On one hand, by flapping her wings, Isis made the necessary air for giving the breath of life to Osiris. On the other hand, she put over the phallus of her husband for giving him back his virility; There are many examples in the art of Ancient Egypt where we can see the kite over the corpse proceeding to a sexual stimulation: the ushabti of Pay, the statuette of Prince Tutmosis, a relief in the temple of Seti I in Abydos

Coffin of Denit-Aset from Persian Period. Isis over the mummy. Ancient Egypt. Torontos Royal Ontario Museum

Coffin of Denit-Aset from Persian Period. Isis over the mummy. Torontos Royal Ontario Museum

2) The snake is also an image related in Ancient Egypt to the two mourners of Osiris (the dead), Isis and Nephtys. Specially from the New kingdom it was usual to depict these two goddesses in the eleven hour of the Book of the Amdouat as cobras wearing the crowns of Lower and Upper Egypt.

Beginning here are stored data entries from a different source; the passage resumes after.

//! Common ECS components and value types used across the simulation.

use glam::Vec3;

/// A percentage-valued reading (fuel, hull, engine health, throttle).
///
/// Every mutation clamps into `[0, 100]`; NaN input collapses to zero.
#[derive(Debug, Clone, Copy, PartialEq, PartialOrd)]
pub struct Gauge(f32);

impl Gauge {
    pub const MIN: f32 = 0.0;
    pub const MAX: f32 = 100.0;

    pub fn new(value: f32) -> Self {
        Self(clamp_percent(value))
    }

    pub fn full() -> Self {
        Self(Self::MAX)
    }

    pub fn empty() -> Self {
        Self(Self::MIN)
    }

    pub fn value(&self) -> f32 {
        self.0
    }

    pub fn set(&mut self, value: f32) {
        self.0 = clamp_percent(value);
    }

    /// Add `amount` (may be negative).
    pub fn add(&mut self, amount: f32) {
        self.set(self.0 + amount);
    }

    /// Remove `amount`. Returns true only on the call that takes the gauge to zero.
    pub fn drain(&mut self, amount: f32) -> bool {
        let was_empty = self.is_empty();
        self.set(self.0 - amount.max(0.0));
        !was_empty && self.is_empty()
    }

    pub fn fill(&mut self, amount: f32) {
        self.set(self.0 + amount.max(0.0));
    }

    pub fn is_empty(&self) -> bool {
        self.0 <= Self::MIN
    }

    /// Reading as a fraction in `[0, 1]`.
    pub fn fraction(&self) -> f32 {
        self.0 / Self::MAX
    }
}

impl Default for Gauge {
    fn default() -> Self {
        Self::full()
    }
}

fn clamp_percent(value: f32) -> f32 {
    if value.is_nan() {
        Gauge::MIN
    } else {
        value.clamp(Gauge::MIN, Gauge::MAX)
    }
}

/// World-space placement of a static world object.
#[derive(Debug, Clone, Copy, PartialEq)]
pub struct Placement {
    pub position: Vec3,
    /// Cleared by the simulation when an object should stop rendering.
    pub visible: bool,
}

impl Placement {
    pub fn at(position: Vec3) -> Self {
        Self { position, visible: true }
    }

    pub fn distance_to(&self, point: Vec3) -> f32 {
        self.position.distance(point)
    }
}

/// Collectible marker. `collected` only ever goes from false to true.
#[derive(Debug, Clone, Copy, PartialEq, Eq)]
pub struct Checkpoint {
    pub id: u32,
    pub collected: bool,
}

impl Checkpoint {
    pub fn new(id: u32) -> Self {
        Self { id, collected: false }
    }

    /// Mark collected. Returns false if it already was.
    pub fn collect(&mut self) -> bool {
        if self.collected {
            return false;
        }
        self.collected = true;
        true
    }
}

/// Region that shakes the aircraft.
#[derive(Debug, Clone, Copy, PartialEq)]
pub struct TurbulenceZone {
    /// Peak strength at the zone centre, nominally `[0.3, 0.8]`.
    pub intensity: f32,
}

/// Hazard that glitches the display and interferes with the engine.
#[derive(Debug, Clone, Copy, PartialEq)]
pub struct Anomaly {
    /// Peak strength at the anomaly centre, nominally `[0.2, 1.0]`.
    pub glitch_power: f32,
}

/// Strength of a radial effect at `distance` from its centre: `peak * (1 - d / radius)`,
/// or `None` outside the radius.
pub fn radial_falloff(peak: f32, distance: f32, radius: f32) -> Option<f32> {
    if radius <= 0.0 || !(distance < radius) {
        return None;
    }
    Some(peak * (1.0 - distance / radius))
}

#[cfg(test)]
mod tests {
    use super::*;

    #[test]
    fn gauge_clamps_every_mutation() {
        let mut g = Gauge::new(150.0);
        assert_eq!(g.value(), 100.0);
        g.add(-250.0);
        assert_eq!(g.value(), 0.0);
        g.set(f32::NAN);
        assert_eq!(g.value(), 0.0);
        g.fill(42.0);
        assert_eq!(g.value(), 42.0);
        g.fill(-10.0);
        assert_eq!(g.value(), 42.0);
    }

    #[test]
    fn gauge_drain_reports_only_the_emptying_call() {
        let mut g = Gauge::new(10.0);
        assert!(!g.drain(5.0));
        assert!(g.drain(20.0));
        assert!(!g.drain(20.0));
        assert!(g.is_empty());
    }

    #[test]
    fn checkpoint_collect_is_one_shot() {
        let mut c = Checkpoint::new(3);
        assert!(c.collect());
        assert!(!c.collect());
        assert!(c.collected);
    }

    #[test]
    fn radial_falloff_is_linear_inside_radius() {
        assert_eq!(radial_falloff(0.8, 0.0, 100.0), Some(0.8));
        let half = radial_falloff(0.8, 50.0, 100.0).unwrap();
        assert!((half - 0.4).abs() < 1e-6);
        assert_eq!(radial_falloff(0.8, 100.0, 100.0), None);
        assert_eq!(radial_falloff(0.8, f32::NAN, 100.0), None);
    }
}
//! Remote dispatch client for the Jules session API.
//!
//! The [`SessionDispatcher`] trait decouples the mode pipelines from the
//! network; tests use recording dispatchers that never touch it. The real
//! client performs exactly one synchronous POST per invocation, with no
//! retries: a failed dispatch fails the run.

use std::time::Duration;

use reqwest::StatusCode;
use reqwest::blocking::Client;
use reqwest::header::{CONTENT_LENGTH, CONTENT_TYPE};
use serde::{Deserialize, Serialize};
use serde_json::{Map, Value};
use tracing::{info, instrument};

use crate::error::{EngineError, Result};

/// Fixed session-creation endpoint.
pub const SESSIONS_URL: &str = "https://jules.googleapis.com/v1alpha/sessions";

const API_KEY_HEADER: &str = "X-Goog-Api-Key";
const REQUEST_TIMEOUT: Duration = Duration::from_secs(120);

/// Outbound session-creation payload.
#[derive(Debug, Clone, Serialize, PartialEq, Eq)]
#[serde(rename_all = "camelCase")]
pub struct SessionRequest {
    pub prompt: String,
    pub source_context: SourceContext,
    pub title: String,
}

#[derive(Debug, Clone, Serialize, PartialEq, Eq)]
#[serde(rename_all = "camelCase")]
pub struct SourceContext {
    /// `sources/github/<owner>/<repo>`.
    pub source: String,
    pub github_repo_context: GithubRepoContext,
}

#[derive(Debug, Clone, Serialize, PartialEq, Eq)]
#[serde(rename_all = "camelCase")]
pub struct GithubRepoContext {
    pub starting_branch: String,
}

impl SessionRequest {
    pub fn new(prompt: String, repository: &str, starting_branch: &str, title: String) -> Self {
        Self {
            prompt,
            source_context: SourceContext {
                source: format!("sources/github/{repository}"),
                github_repo_context: GithubRepoContext {
                    starting_branch: starting_branch.to_string(),
                },
            },
            title,
        }
    }
}

/// Parsed session-creation response. Empty 2xx bodies decode to the default.
#[derive(Debug, Clone, Default, Deserialize)]
pub struct SessionResponse {
    /// Resource name of the created session (`sessions/<id>`).
    #[serde(default)]
    pub name: Option<String>,
    #[serde(flatten)]
    pub extra: Map<String, Value>,
}

/// Abstraction over session creation.
pub trait SessionDispatcher {
    fn create_session(&self, request: &SessionRequest) -> Result<SessionResponse>;
}

/// Blocking HTTPS client for the real API.
pub struct JulesClient {
    api_key: Option<String>,
    client: Client,
}

impl JulesClient {
    pub fn new(api_key: Option<String>) -> Result<Self> {
        let client = Client::builder()
            .timeout(REQUEST_TIMEOUT)
            .build()
            .map_err(|err| EngineError::RemoteDispatch {
                status: None,
                detail: format!("build http client: {err}"),
            })?;
        Ok(Self { api_key, client })
    }
}

impl SessionDispatcher for JulesClient {
    #[instrument(skip_all, fields(title = %request.title))]
    fn create_session(&self, request: &SessionRequest) -> Result<SessionResponse> {
        // Credential check happens before any network activity.
        let api_key = self
            .api_key
            .as_deref()
            .filter(|k| !k.is_empty())
            .ok_or_else(|| {
                EngineError::Configuration(
                    "session API key is required (--api-key or JULES_API_KEY)".to_string(),
                )
            })?;

        let body = serde_json::to_vec(request).map_err(|err| EngineError::RemoteDispatch {
            status: None,
            detail: format!("serialize payload: {err}"),
        })?;

        let response = self
            .client
            .post(SESSIONS_URL)
            .header(API_KEY_HEADER, api_key)
            .header(CONTENT_TYPE, "application/json")
            .header(CONTENT_LENGTH, body.len())
            .body(body)
            .send()
            .map_err(|err| EngineError::RemoteDispatch {
                status: None,
                detail: err.to_string(),
            })?;

        let status = response.status();
        let text = response.text().map_err(|err| EngineError::RemoteDispatch {
            status: Some(status.as_u16()),
            detail: format!("read response body: {err}"),
        })?;

        classify_response(status, &text)
    }
}

/// 2xx with a JSON body parses it; 2xx with an empty body is an empty
/// response; anything else fails with the status and raw body.
fn classify_response(status: StatusCode, body: &str) -> Result<SessionResponse> {
    if !status.is_success() {
        return Err(EngineError::RemoteDispatch {
            status: Some(status.as_u16()),
            detail: body.to_string(),
        });
    }
    if body.trim().is_empty() {
        return Ok(SessionResponse::default());
    }
    let session: SessionResponse =
        serde_json::from_str(body).map_err(|err| EngineError::RemoteDispatch {
            status: Some(status.as_u16()),
            detail: format!("unparseable success body: {err}"),
        })?;
    if let Some(name) = &session.name {
        info!(session = %name, "session created");
    }
    Ok(session)
}
//! Mode dispatch: one invocation, one pipeline.
//!
//! [`run_engine`] is the single entry point. It selects the pipeline for the
//! configured mode, exercises the extraction components as needed, and hands
//! exactly one fully-built request to the session dispatcher or the
//! governance publisher. There is no state across invocations and no retry:
//! each run re-reads the filesystem and either dispatches once or fails.

use tracing::{info, instrument};

use crate::backlog::next_ready_task;
use crate::config::{EngineConfig, FileConfig, Mode};
use crate::dispatch::{SessionDispatcher, SessionRequest};
use crate::error::{EngineError, Result};
use crate::governance::{GovernanceUpdatePublisher, PublishReport};
use crate::issue::{CONSTITUTION_UPDATE_HEADING, split_spec_and_plan};
use crate::plan::extract_section;
use crate::prompt::PromptEngine;
use crate::workspace::WorkspacePaths;

/// Sessions always start from the default branch.
pub const STARTING_BRANCH: &str = "main";

/// Terminal outcome of one successful invocation.
#[derive(Debug, Clone, PartialEq, Eq)]
pub enum EngineOutcome {
    /// advance-next-task dispatched a session for this bead.
    TaskDispatched {
        task_id: String,
        session: Option<String>,
    },
    /// A session was dispatched with no bead attached.
    Dispatched { session: Option<String> },
    /// The local agent applied the constitution update.
    GovernanceApplied,
    /// The backlog is healthy but empty; nothing was dispatched.
    NoReadyWork,
    /// advance-next-task is administratively disabled.
    ModeDisabled,
}

/// Run the pipeline for the configured mode.
#[instrument(skip_all, fields(mode = ?cfg.mode, workspace = %cfg.workspace.display()))]
pub fn run_engine<D, P>(
    cfg: &EngineConfig,
    file_cfg: &FileConfig,
    dispatcher: &D,
    publisher: &P,
) -> Result<EngineOutcome>
where
    D: SessionDispatcher,
    P: GovernanceUpdatePublisher,
{
    info!(workspace = %cfg.workspace.display(), "engine starting");
    match cfg.mode {
        Mode::CreateSpecification => create_specification(cfg, dispatcher),
        Mode::AdvanceNextTask => advance_next_task(cfg, file_cfg, dispatcher),
        Mode::UpdateGovernance => update_governance(cfg, publisher),
    }
}

fn create_specification<D: SessionDispatcher>(
    cfg: &EngineConfig,
    dispatcher: &D,
) -> Result<EngineOutcome> {
    let body = cfg.require_issue_body()?;
    let sections = split_spec_and_plan(body);
    if sections.specification.is_empty() {
        return Err(EngineError::MissingSpecification);
    }
    let plan = (!sections.plan.is_empty()).then_some(sections.plan.as_str());

    let prompts = PromptEngine::new();
    let prompt = prompts.render_create_spec(&sections.specification, plan)?;
    let request = SessionRequest::new(
        prompt,
        cfg.require_repository()?,
        STARTING_BRANCH,
        "Create specification from issue".to_string(),
    );

    let session = dispatcher.create_session(&request)?;
    info!(with_plan = plan.is_some(), "specification session dispatched");
    Ok(EngineOutcome::Dispatched {
        session: session.name,
    })
}

fn advance_next_task<D: SessionDispatcher>(
    cfg: &EngineConfig,
    file_cfg: &FileConfig,
    dispatcher: &D,
) -> Result<EngineOutcome> {
    if !file_cfg.advance_enabled {
        info!("advance-next-task is disabled in engine.toml; nothing to do");
        return Ok(EngineOutcome::ModeDisabled);
    }

    let paths = WorkspacePaths::new(&cfg.workspace);
    paths.check_layout()?;

    let Some(task) = next_ready_task(&paths.root, &file_cfg.tracker)? else {
        info!("no ready tasks in backlog");
        return Ok(EngineOutcome::NoReadyWork);
    };

    let plan = paths.read_plan()?;
    let plan_context = extract_section(&plan, &task.id)?;
    let constitution = paths.read_constitution()?;

    let prompts = PromptEngine::new();
    let prompt = prompts.render_advance(&task, &plan_context, &constitution)?;
    let title = format!(
        "Advance {}",
        task.title.as_deref().unwrap_or(task.id.as_str())
    );
    let request = SessionRequest::new(prompt, cfg.require_repository()?, STARTING_BRANCH, title);

    let session = dispatcher.create_session(&request)?;
    info!(task_id = %task.id, "task session dispatched");
    Ok(EngineOutcome::TaskDispatched {
        task_id: task.id,
        session: session.name,
    })
}

fn update_governance<P: GovernanceUpdatePublisher>(
    cfg: &EngineConfig,
    publisher: &P,
) -> Result<EngineOutcome> {
    let body = cfg.require_issue_body()?;

    // Deliberately a raw substring search, not the line sectionizer: the
    // update is everything after the heading, wherever it sits.
    let update = body
        .find(CONSTITUTION_UPDATE_HEADING)
        .map(|idx| body[idx + CONSTITUTION_UPDATE_HEADING.len()..].trim())
        .unwrap_or("");
    if update.is_empty() {
        return Err(EngineError::MissingGovernanceUpdate);
    }

    match publisher.publish(update)? {
        PublishReport::RemoteSession { name } => Ok(EngineOutcome::Dispatched { session: name }),
        PublishReport::LocalApplied => Ok(EngineOutcome::GovernanceApplied),
    }
}
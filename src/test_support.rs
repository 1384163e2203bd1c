//! Shared fixtures for unit and integration tests.
//!
//! Compiled only for tests (or with the `test-support` feature, which the
//! dev-dependency on this crate enables for `tests/`).

use std::fs;
use std::path::{Path, PathBuf};
use std::sync::Mutex;

use anyhow::{Context, Result};
use serde_json::Map;
use tempfile::TempDir;

use crate::config::{AgentConfig, EngineConfig, FileConfig, Mode, PublisherKind, TrackerConfig};
use crate::dispatch::{SessionDispatcher, SessionRequest, SessionResponse};
use crate::error::EngineError;
use crate::governance::{GovernanceUpdatePublisher, PublishReport};

/// Temporary ProdMill workspace with `.spec-kit/` and `.beads/` in place.
pub struct TestWorkspace {
    temp: TempDir,
}

impl TestWorkspace {
    pub fn new() -> Result<Self> {
        let temp = TempDir::new().context("create tempdir")?;
        fs::create_dir(temp.path().join(".spec-kit")).context("create .spec-kit")?;
        fs::create_dir(temp.path().join(".beads")).context("create .beads")?;
        Ok(Self { temp })
    }

    pub fn path(&self) -> &Path {
        self.temp.path()
    }

    pub fn write_plan(&self, text: &str) -> Result<()> {
        fs::write(self.path().join(".spec-kit/plan.md"), text).context("write plan.md")
    }

    pub fn write_constitution(&self, text: &str) -> Result<()> {
        fs::write(self.path().join(".spec-kit/constitution.md"), text)
            .context("write constitution.md")
    }

    /// Persist a file config so the spawned binary picks it up.
    pub fn write_engine_toml(&self, cfg: &FileConfig) -> Result<()> {
        let text = toml::to_string_pretty(cfg).context("serialize engine.toml")?;
        fs::write(self.path().join(".spec-kit/engine.toml"), text).context("write engine.toml")
    }

    /// Script the next tracker invocation's stdout.
    pub fn write_tracker_output(&self, text: &str) -> Result<()> {
        fs::write(self.path().join(".tracker-output"), text).context("write tracker output")
    }

    /// File config whose tracker replays `.tracker-output` instead of
    /// running a real `bd`.
    pub fn file_config(&self) -> FileConfig {
        FileConfig {
            advance_enabled: true,
            tracker: TrackerConfig {
                // `ready --json` land in $0/$1 and are ignored.
                command: vec![
                    "sh".to_string(),
                    "-c".to_string(),
                    "cat .tracker-output".to_string(),
                ],
                timeout_secs: 10,
                output_limit_bytes: 100_000,
            },
            agent: AgentConfig {
                command: vec!["true".to_string()],
                api_key_env: "FAKE_AGENT_KEY".to_string(),
                timeout_secs: 10,
                output_limit_bytes: 100_000,
            },
        }
    }

    /// File config whose tracker fails outright.
    pub fn file_config_with_failing_tracker(&self) -> FileConfig {
        let mut cfg = self.file_config();
        cfg.tracker.command = vec![
            "sh".to_string(),
            "-c".to_string(),
            "echo 'db locked' >&2; exit 1".to_string(),
        ];
        cfg
    }

    pub fn engine_config(&self, mode: Mode) -> EngineConfig {
        EngineConfig {
            mode,
            workspace: self.path().to_path_buf(),
            repository: Some("acme/widgets".to_string()),
            issue_body: None,
            api_key: Some("test-key".to_string()),
            agent_api_key: Some("agent-key".to_string()),
            governance_publisher: PublisherKind::Remote,
        }
    }
}

/// Dispatcher that records requests and returns a scripted result.
#[derive(Default)]
pub struct RecordingDispatcher {
    requests: Mutex<Vec<SessionRequest>>,
    fail_status: Mutex<Option<(Option<u16>, String)>>,
    session_name: Mutex<Option<String>>,
}

impl RecordingDispatcher {
    pub fn with_session_name(name: &str) -> Self {
        let dispatcher = Self::default();
        *dispatcher.session_name.lock().expect("lock") = Some(name.to_string());
        dispatcher
    }

    /// Make every subsequent dispatch fail like the remote API did.
    pub fn fail_with(&self, status: Option<u16>, detail: &str) {
        *self.fail_status.lock().expect("lock") = Some((status, detail.to_string()));
    }

    pub fn requests(&self) -> Vec<SessionRequest> {
        self.requests.lock().expect("lock").clone()
    }
}

impl SessionDispatcher for RecordingDispatcher {
    fn create_session(
        &self,
        request: &SessionRequest,
    ) -> std::result::Result<SessionResponse, EngineError> {
        self.requests.lock().expect("lock").push(request.clone());
        if let Some((status, detail)) = self.fail_status.lock().expect("lock").clone() {
            return Err(EngineError::RemoteDispatch { status, detail });
        }
        Ok(SessionResponse {
            name: self.session_name.lock().expect("lock").clone(),
            extra: Map::new(),
        })
    }
}

/// Publisher that records updates and reports local success.
#[derive(Default)]
pub struct RecordingPublisher {
    updates: Mutex<Vec<String>>,
}

impl RecordingPublisher {
    pub fn updates(&self) -> Vec<String> {
        self.updates.lock().expect("lock").clone()
    }
}

impl GovernanceUpdatePublisher for RecordingPublisher {
    fn publish(&self, update: &str) -> std::result::Result<PublishReport, EngineError> {
        self.updates.lock().expect("lock").push(update.to_string());
        Ok(PublishReport::LocalApplied)
    }
}

/// Publisher that always fails like a broken local agent.
pub struct FailingPublisher;

impl GovernanceUpdatePublisher for FailingPublisher {
    fn publish(&self, _update: &str) -> std::result::Result<PublishReport, EngineError> {
        Err(EngineError::LocalAgent("scripted failure".to_string()))
    }
}

/// Workspace path helper for configs pointing somewhere that does not exist.
pub fn missing_dir() -> PathBuf {
    PathBuf::from("/nonexistent/prodmill-test")
}
//! Plan section extraction by bead marker.
//!
//! `plan.md` is one concatenated document; each section opens with a heading
//! line carrying a marker comment tying it to a backlog item:
//!
//! ```markdown
//! ## Setup the pipeline <!-- bead:pm-42 -->
//! Body text until the next `##` heading.
//! ```
//!
//! Extraction is a single line scan rather than one monolithic pattern, so
//! the edge cases (heading at end of document, missing trailing newline) are
//! explicit.

use crate::error::{EngineError, Result};

/// A line opening a plan section. `###` sub-headings also start with this
/// prefix and therefore terminate a section, matching the original
/// convention.
const HEADING_PREFIX: &str = "##";

fn is_heading(line: &str) -> bool {
    line.starts_with(HEADING_PREFIX)
}

/// Extract the body of the plan section marked `bead:<task_id>`.
///
/// Returns the text between the marked heading line and the next heading
/// line (or end of document), trimmed. If multiple headings carry the same
/// marker only the first governs; duplicates are not validated. That
/// mirrors the established document convention and is a latent defect if a
/// plan ever repeats a bead id.
pub fn extract_section(plan: &str, task_id: &str) -> Result<String> {
    let marker = format!("<!-- bead:{task_id} -->");

    let lines: Vec<&str> = plan.lines().collect();
    for (idx, line) in lines.iter().copied().enumerate() {
        if is_heading(line) && line.contains(&marker) {
            let body: Vec<&str> = lines[idx + 1..]
                .iter()
                .copied()
                .take_while(|&l| !is_heading(l))
                .collect();
            return Ok(body.join("\n").trim().to_string());
        }
    }

    Err(EngineError::PlanSectionNotFound {
        task_id: task_id.to_string(),
    })
}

Isis and Nephtys llike cobras in the eleven hour of Te Book of the Amduat. Tomb of Amenhotep III. XVIII Dynasty. Ancient Egypt.

Isis and Nephtys llike cobras in the eleven hour of Te Book of the Amduat. Tomb of Amenhotep III. XVIII Dynasty.

3) The hathoric crown is also a common element in the images of Isis from new Kingdom on. Due to the assimilation in Ancient Egypt of Isis to Hathor, it became normal to depict Isis with the crown composed of the two horns and the disk.

Considering these three points, we could think that the winged snake with the hathoric crown over the corpse of Denit-Aset was an image of goddess Isis, the mourner which over the dead body restored the vital faculties to the mummy.